Clustered regularly interspaced short palindromic repeat (CRISPR)/Cas9 (CRISPR-associated protein 9) technology has emerged as an effective tool for crop improvement. In tobacco (Nicotiana tabacum L.), the Mildew Locus O (MLO) genes, NtMLO1 and NtMLO2, are responsible for susceptibility to powdery mildew. However, the modification of multiple homoeoalleles in polyploid crops has inherent complexities. We employed the CRISPR/Cas9 system with single-guide RNA for targeted simultaneous mutagenesis of both NtMLO genes to enhance powdery mildew resistance in tobacco. This approach generated mutants, of which two-thirds had mutations in both genes.
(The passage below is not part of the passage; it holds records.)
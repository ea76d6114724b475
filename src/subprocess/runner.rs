use async_trait::async_trait;
use futures::stream::Stream;
use std::pin::Pin;
use std::process::Stdio;
use std::time::{Duration, Instant};

use super::error::ProcessError;

#[derive(Debug, Clone)]
pub struct ProcessCommand {
    pub program: String,
    pub args: Vec<String>,
    pub inherit_stdio: bool,
}

impl ProcessCommand {
    /// Render the command line for logs and error messages
    pub fn display(&self) -> String {
        if self.args.is_empty() {
            self.program.clone()
        } else {
            format!("{} {}", self.program, self.args.join(" "))
        }
    }
}

#[derive(Debug, Clone)]
pub struct ProcessOutput {
    pub status: ExitStatus,
    pub stdout: String,
    pub stderr: String,
    pub duration: Duration,
}

#[derive(Debug, Clone, PartialEq, Eq)]
pub enum ExitStatus {
    Success,
    Error(i32),
    Signal(i32),
}

impl ExitStatus {
    pub fn success(&self) -> bool {
        matches!(self, ExitStatus::Success)
    }

    pub fn code(&self) -> Option<i32> {
        match self {
            ExitStatus::Success => Some(0),
            ExitStatus::Error(code) => Some(*code),
            _ => None,
        }
    }
}

pub type ProcessStreamItem = Result<String, ProcessError>;
pub type ProcessStreamFut = Pin<Box<dyn Stream<Item = ProcessStreamItem> + Send>>;

pub struct ProcessStream {
    pub stdout: ProcessStreamFut,
    pub stderr: ProcessStreamFut,
    pub status: Pin<Box<dyn futures::Future<Output = Result<ExitStatus, ProcessError>> + Send>>,
}

#[async_trait]
pub trait ProcessRunner: Send + Sync {
    async fn run(&self, command: ProcessCommand) -> Result<ProcessOutput, ProcessError>;
    async fn run_streaming(&self, command: ProcessCommand) -> Result<ProcessStream, ProcessError>;
}

pub struct TokioProcessRunner;

impl TokioProcessRunner {
    /// Normalize a line by removing trailing newlines
    fn normalize_line(mut line: String) -> String {
        if line.ends_with('\n') {
            line.pop();
            if line.ends_with('\r') {
                line.pop();
            }
        }
        line
    }

    /// Create a line stream from a buffered reader
    fn create_line_stream<R>(reader: tokio::io::BufReader<R>) -> ProcessStreamFut
    where
        R: tokio::io::AsyncRead + Send + Unpin + 'static,
    {
        use tokio::io::AsyncBufReadExt;

        Box::pin(futures::stream::unfold(reader, |mut reader| async move {
            let mut line = String::new();
            match reader.read_line(&mut line).await {
                Ok(0) => None,
                Ok(_) => Some((Ok(Self::normalize_line(line)), reader)),
                Err(e) => Some((Err(ProcessError::Io(e)), reader)),
            }
        })) as ProcessStreamFut
    }

    fn log_command_start(command: &ProcessCommand) {
        tracing::debug!("Executing subprocess: {}", command.display());
        if command.inherit_stdio {
            tracing::trace!("Attached to the terminal");
        }
    }

    /// The parent environment is inherited so DOCKER_HOST and friends reach the CLIs
    fn configure_command(command: &ProcessCommand) -> tokio::process::Command {
        let mut cmd = tokio::process::Command::new(&command.program);
        cmd.args(&command.args);
        Self::configure_stdio(&mut cmd, command);
        cmd.kill_on_drop(true);
        cmd
    }

    fn configure_stdio(cmd: &mut tokio::process::Command, command: &ProcessCommand) {
        if command.inherit_stdio {
            cmd.stdin(Stdio::inherit());
            cmd.stdout(Stdio::inherit());
            cmd.stderr(Stdio::inherit());
            return;
        }

        cmd.stdin(Stdio::null());
        cmd.stdout(Stdio::piped());
        cmd.stderr(Stdio::piped());
    }

    /// Convert process exit status to our ExitStatus enum
    fn parse_exit_status(status: std::process::ExitStatus) -> ExitStatus {
        if status.success() {
            ExitStatus::Success
        } else if let Some(code) = status.code() {
            ExitStatus::Error(code)
        } else {
            Self::parse_signal_status(status)
        }
    }

    #[cfg(unix)]
    fn parse_signal_status(status: std::process::ExitStatus) -> ExitStatus {
        use std::os::unix::process::ExitStatusExt;
        match status.signal() {
            Some(signal) => ExitStatus::Signal(signal),
            None => ExitStatus::Error(1),
        }
    }

    #[cfg(not(unix))]
    fn parse_signal_status(_status: std::process::ExitStatus) -> ExitStatus {
        ExitStatus::Error(1)
    }

    fn log_result(result: &ProcessOutput, command: &ProcessCommand) {
        let command_str = command.display();

        match &result.status {
            ExitStatus::Success => {
                tracing::debug!(
                    "Subprocess completed successfully in {:?}: {}",
                    result.duration,
                    command_str
                );
            }
            ExitStatus::Error(code) => {
                tracing::debug!(
                    "Subprocess failed with exit code {} in {:?}: {}",
                    code,
                    result.duration,
                    command_str
                );
                if !result.stderr.is_empty() {
                    tracing::trace!("Stderr: {}", result.stderr);
                }
            }
            ExitStatus::Signal(signal) => {
                tracing::warn!(
                    "Subprocess terminated by signal {} in {:?}: {}",
                    signal,
                    result.duration,
                    command_str
                );
            }
        }
    }

    fn spawn(command: &ProcessCommand) -> Result<tokio::process::Child, ProcessError> {
        Self::configure_command(command).spawn().map_err(|e| {
            if e.kind() == std::io::ErrorKind::NotFound {
                ProcessError::CommandNotFound(command.program.clone())
            } else {
                tracing::error!("Failed to spawn '{}': {:?}", command.program, e);
                ProcessError::SpawnFailed {
                    command: command.display(),
                    source: e,
                }
            }
        })
    }

    fn extract_stream<T>(stream: Option<T>, stream_name: &str) -> Result<T, ProcessError> {
        stream.ok_or_else(|| ProcessError::InternalError {
            message: format!("Failed to capture {}", stream_name),
        })
    }
}

#[async_trait]
impl ProcessRunner for TokioProcessRunner {
    async fn run(&self, command: ProcessCommand) -> Result<ProcessOutput, ProcessError> {
        let start = Instant::now();
        Self::log_command_start(&command);

        let child = Self::spawn(&command)?;
        let output = child.wait_with_output().await?;
        let result = ProcessOutput {
            status: Self::parse_exit_status(output.status),
            stdout: String::from_utf8_lossy(&output.stdout).to_string(),
            stderr: String::from_utf8_lossy(&output.stderr).to_string(),
            duration: start.elapsed(),
        };

        Self::log_result(&result, &command);
        Ok(result)
    }

    async fn run_streaming(&self, command: ProcessCommand) -> Result<ProcessStream, ProcessError> {
        use tokio::io::BufReader;

        Self::log_command_start(&command);

        let mut child = Self::spawn(&command)?;

        let stdout = Self::extract_stream(child.stdout.take(), "stdout")?;
        let stderr = Self::extract_stream(child.stderr.take(), "stderr")?;

        let status = Box::pin(async move {
            child
                .wait()
                .await
                .map(Self::parse_exit_status)
                .map_err(ProcessError::Io)
        });

        Ok(ProcessStream {
            stdout: Self::create_line_stream(BufReader::new(stdout)),
            stderr: Self::create_line_stream(BufReader::new(stderr)),
            status,
        })
    }
}

#[cfg(test)]
mod tests {
    use super::*;

    #[test]
    fn test_extract_stream_with_none() {
        let value: Option<i32> = None;
        match TokioProcessRunner::extract_stream(value, "test_stream") {
            Err(ProcessError::InternalError { message }) => {
                assert_eq!(message, "Failed to capture test_stream");
            }
            _ => panic!("Expected InternalError"),
        }
    }

    #[test]
    fn test_normalize_line() {
        assert_eq!(
            TokioProcessRunner::normalize_line("test\n".to_string()),
            "test"
        );
        assert_eq!(
            TokioProcessRunner::normalize_line("test\r\n".to_string()),
            "test"
        );
        assert_eq!(TokioProcessRunner::normalize_line("".to_string()), "");
    }

    #[test]
    fn test_display() {
        let cmd = crate::subprocess::ProcessCommandBuilder::new("docker")
            .args(["network", "ls"])
            .build();
        assert_eq!(cmd.display(), "docker network ls");
        assert_eq!(
            crate::subprocess::ProcessCommandBuilder::new("docker")
                .build()
                .display(),
            "docker"
        );
    }

    #[cfg(unix)]
    #[test]
    fn test_parse_exit_status() {
        use std::os::unix::process::ExitStatusExt;

        let status = std::process::ExitStatus::from_raw(0);
        assert_eq!(
            TokioProcessRunner::parse_exit_status(status),
            ExitStatus::Success
        );

        // Exit code 1 is encoded in the high byte
        let status = std::process::ExitStatus::from_raw(256);
        assert_eq!(
            TokioProcessRunner::parse_exit_status(status),
            ExitStatus::Error(1)
        );

        let status = std::process::ExitStatus::from_raw(9);
        assert_eq!(
            TokioProcessRunner::parse_exit_status(status),
            ExitStatus::Signal(9)
        );
    }
}
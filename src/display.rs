//! Progress and message display
//!
//! The sequencer and the readiness poller report through [`ProgressDisplay`]
//! so the console output can be swapped out in tests.

use indicatif::{ProgressBar, ProgressStyle};
use std::sync::{Arc, Mutex};
use std::time::Duration;

/// Trait for displaying progress and messages
pub trait ProgressDisplay: Send + Sync {
    /// Announce the start of a provisioning step
    fn banner(&self, message: &str);

    fn info(&self, message: &str);

    fn success(&self, message: &str);

    /// Start an indicator for a wait that ticks once per poll
    fn start_wait(&self, message: &str) -> Box<dyn WaitIndicator>;
}

/// Handle for an in-progress wait
pub trait WaitIndicator: Send {
    /// One poll did not satisfy the condition
    fn tick(&mut self, attempt: u32, observed: usize);

    fn finish(&mut self, message: &str);

    fn fail(&mut self, message: &str);
}

/// Console output with an indicatif spinner per wait
#[derive(Debug, Default, Clone, Copy)]
pub struct ConsoleDisplay;

impl ConsoleDisplay {
    pub fn new() -> Self {
        Self
    }
}

impl ProgressDisplay for ConsoleDisplay {
    fn banner(&self, message: &str) {
        println!("\n🚀 {message}");
    }

    fn info(&self, message: &str) {
        println!("   {message}");
    }

    fn success(&self, message: &str) {
        println!("✅ {message}");
    }

    fn start_wait(&self, message: &str) -> Box<dyn WaitIndicator> {
        Box::new(SpinnerIndicator::new(message))
    }
}

struct SpinnerIndicator {
    bar: ProgressBar,
    message: String,
}

impl SpinnerIndicator {
    fn new(message: &str) -> Self {
        let bar = ProgressBar::new_spinner();
        let style = ProgressStyle::default_spinner()
            .template("{spinner:.cyan} {msg} ({elapsed})")
            .unwrap_or_else(|_| ProgressStyle::default_spinner())
            .tick_chars("⠁⠂⠄⡀⢀⠠⠐⠈ ");
        bar.set_style(style);
        bar.set_message(message.to_string());
        bar.enable_steady_tick(Duration::from_millis(100));

        Self {
            bar,
            message: message.to_string(),
        }
    }
}

impl WaitIndicator for SpinnerIndicator {
    fn tick(&mut self, attempt: u32, observed: usize) {
        self.bar.set_message(format!(
            "{} (attempt {}, {} running)",
            self.message, attempt, observed
        ));
    }

    fn finish(&mut self, message: &str) {
        self.bar.finish_with_message(format!("✓ {message}"));
    }

    fn fail(&mut self, message: &str) {
        self.bar.abandon_with_message(format!("✗ {message}"));
    }
}

impl Drop for SpinnerIndicator {
    fn drop(&mut self) {
        if !self.bar.is_finished() {
            self.bar.finish_and_clear();
        }
    }
}

/// Display that records every message instead of printing it
#[derive(Debug, Default, Clone)]
pub struct RecordingDisplay {
    messages: Arc<Mutex<Vec<String>>>,
}

impl RecordingDisplay {
    pub fn new() -> Self {
        Self::default()
    }

    pub fn messages(&self) -> Vec<String> {
        self.messages.lock().map(|m| m.clone()).unwrap_or_default()
    }

    fn push(&self, message: String) {
        if let Ok(mut messages) = self.messages.lock() {
            messages.push(message);
        }
    }
}

impl ProgressDisplay for RecordingDisplay {
    fn banner(&self, message: &str) {
        self.push(format!("BANNER: {message}"));
    }

    fn info(&self, message: &str) {
        self.push(format!("INFO: {message}"));
    }

    fn success(&self, message: &str) {
        self.push(format!("SUCCESS: {message}"));
    }

    fn start_wait(&self, message: &str) -> Box<dyn WaitIndicator> {
        self.push(format!("WAIT: {message}"));
        Box::new(RecordingIndicator {
            display: self.clone(),
        })
    }
}

struct RecordingIndicator {
    display: RecordingDisplay,
}

impl WaitIndicator for RecordingIndicator {
    fn tick(&mut self, attempt: u32, observed: usize) {
        self.display
            .push(format!("TICK: attempt {attempt}, observed {observed}"));
    }

    fn finish(&mut self, message: &str) {
        self.display.push(format!("DONE: {message}"));
    }

    fn fail(&mut self, message: &str) {
        self.display.push(format!("FAIL: {message}"));
    }
}

#[cfg(test)]
mod tests {
    use super::*;

    #[test]
    fn test_recording_display_captures_wait() {
        let display = RecordingDisplay::new();
        display.banner("Starting metadata-db");

        let mut wait = display.start_wait("Waiting for name=metadata-db");
        wait.tick(1, 0);
        wait.finish("metadata-db is up");

        assert_eq!(
            display.messages(),
            vec![
                "BANNER: Starting metadata-db",
                "WAIT: Waiting for name=metadata-db",
                "TICK: attempt 1, observed 0",
                "DONE: metadata-db is up",
            ]
        );
    }

    #[test]
    fn test_console_spinner_lifecycle() {
        // Hidden when not attached to a terminal, but must not panic.
        let display = ConsoleDisplay::new();
        let mut wait = display.start_wait("Waiting");
        wait.tick(3, 2);
        wait.fail("gave up");
    }
}
//! DAG test runner
//!
//! Runs the `airflowdocker/tester` image against a DAG directory and streams
//! its output as it arrives.

use futures::StreamExt;
use std::path::{Path, PathBuf};
use std::sync::Arc;

use crate::error::{common, Result};
use crate::subprocess::{ProcessCommand, ProcessCommandBuilder, ProcessRunner};

pub const TESTER_IMAGE: &str = "airflowdocker/tester";

#[derive(Debug, Clone, PartialEq, Eq)]
pub struct TestOptions {
    pub dag_dir: PathBuf,
    pub tag: String,
    /// Mounted as extra tests only when the directory exists
    pub extra_test_dir: PathBuf,
}

impl Default for TestOptions {
    fn default() -> Self {
        Self {
            dag_dir: PathBuf::from("."),
            tag: "latest".to_string(),
            extra_test_dir: PathBuf::from("tests"),
        }
    }
}

fn absolute(path: &Path) -> PathBuf {
    std::path::absolute(path).unwrap_or_else(|_| path.to_path_buf())
}

impl TestOptions {
    pub fn volumes(&self) -> Vec<String> {
        let mut volumes = vec![format!("{}:/airflow/dags", absolute(&self.dag_dir).display())];

        let extra = absolute(&self.extra_test_dir);
        if extra.is_dir() {
            volumes.push(format!("{}:/airflow/tests/ext", extra.display()));
        }
        volumes
    }

    pub fn command(&self) -> ProcessCommand {
        ProcessCommandBuilder::new("docker")
            .args(["run", "--rm", "-t"])
            .repeated("-v", self.volumes())
            .arg(&format!("{}:{}", TESTER_IMAGE, self.tag))
            .build()
    }
}

pub struct DagTester {
    runner: Arc<dyn ProcessRunner>,
}

impl DagTester {
    pub fn new(runner: Arc<dyn ProcessRunner>) -> Self {
        Self { runner }
    }

    /// Run the tester, handing each output line to `on_line`
    pub async fn run<F>(&self, options: &TestOptions, mut on_line: F) -> Result<()>
    where
        F: FnMut(&str),
    {
        let command = options.command();
        let command_line = command.display();
        tracing::info!("Testing DAGs in {}", options.dag_dir.display());

        let stream = self.runner.run_streaming(command).await?;
        let mut lines = futures::stream::select(stream.stdout, stream.stderr);
        while let Some(line) = lines.next().await {
            on_line(&line?);
        }

        let status = stream.status.await?;
        if !status.success() {
            return Err(common::command_failed(
                &command_line,
                status.code().unwrap_or(1),
                "DAG tests failed",
            ));
        }
        Ok(())
    }
}

#[cfg(test)]
mod tests {
    use super::*;
    use crate::subprocess::MockProcessRunner;
    use tempfile::TempDir;

    #[test]
    fn test_command_without_extra_tests() {
        let dir = TempDir::new().unwrap();
        let options = TestOptions {
            dag_dir: dir.path().to_path_buf(),
            tag: "0.3".to_string(),
            extra_test_dir: dir.path().join("does-not-exist"),
        };

        let command = options.command();
        assert_eq!(command.program, "docker");
        assert_eq!(
            command.args,
            vec![
                "run".to_string(),
                "--rm".to_string(),
                "-t".to_string(),
                "-v".to_string(),
                format!("{}:/airflow/dags", dir.path().display()),
                "airflowdocker/tester:0.3".to_string(),
            ]
        );
    }

    #[test]
    fn test_existing_extra_tests_are_mounted() {
        let dir = TempDir::new().unwrap();
        std::fs::create_dir(dir.path().join("tests")).unwrap();
        let options = TestOptions {
            dag_dir: dir.path().to_path_buf(),
            extra_test_dir: dir.path().join("tests"),
            ..TestOptions::default()
        };

        let volumes = options.volumes();
        assert_eq!(volumes.len(), 2);
        assert!(volumes[1].ends_with("/tests:/airflow/tests/ext"));
    }

    #[tokio::test]
    async fn test_streams_output() {
        let mut mock = MockProcessRunner::new();
        mock.expect_command("docker")
            .returns_stdout("test_dag_integrity PASSED\n1 passed\n")
            .finish();

        let mut seen = Vec::new();
        DagTester::new(Arc::new(mock))
            .run(&TestOptions::default(), |line| seen.push(line.to_string()))
            .await
            .unwrap();

        assert_eq!(seen, vec!["test_dag_integrity PASSED", "1 passed"]);
    }

    #[tokio::test]
    async fn test_failing_tests_surface_exit_code() {
        let mut mock = MockProcessRunner::new();
        mock.expect_command("docker")
            .returns_stdout("1 failed\n")
            .returns_exit_code(1)
            .finish();

        let err = DagTester::new(Arc::new(mock))
            .run(&TestOptions::default(), |_| {})
            .await
            .unwrap_err();

        assert!(err.user_message().contains("DAG tests failed"));
    }
}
Among the 20 T-0 transgenic plants, the mutation rates of NtMLO1 and NtMLO2 were 65% and 60%, respectively. The rate of simultaneous mutations in NtMLO1 and NtMLO2 was approximately 66.7%, indicating that the CRISPR/Cas9 system was efficient. In the T-1 lines, three types of mutations (1 or 2 bp deletion and 1 bp insertion) were identified for NtMLO1, and two types (1 bp insertion and 11 bp deletion) for NtMLO2 at the positions expected based on Sanger sequencing. Four mutation events were identified in mutants with both genes edited in T-1 lines. These double mutants exhibited enhanced resistance to powdery mildew. Our results suggest that CRISPR/Cas9-mediated targeted editing of NtMLO1 and NtMLO2 is a practical approach for improving powdery mildew resistance in tobacco.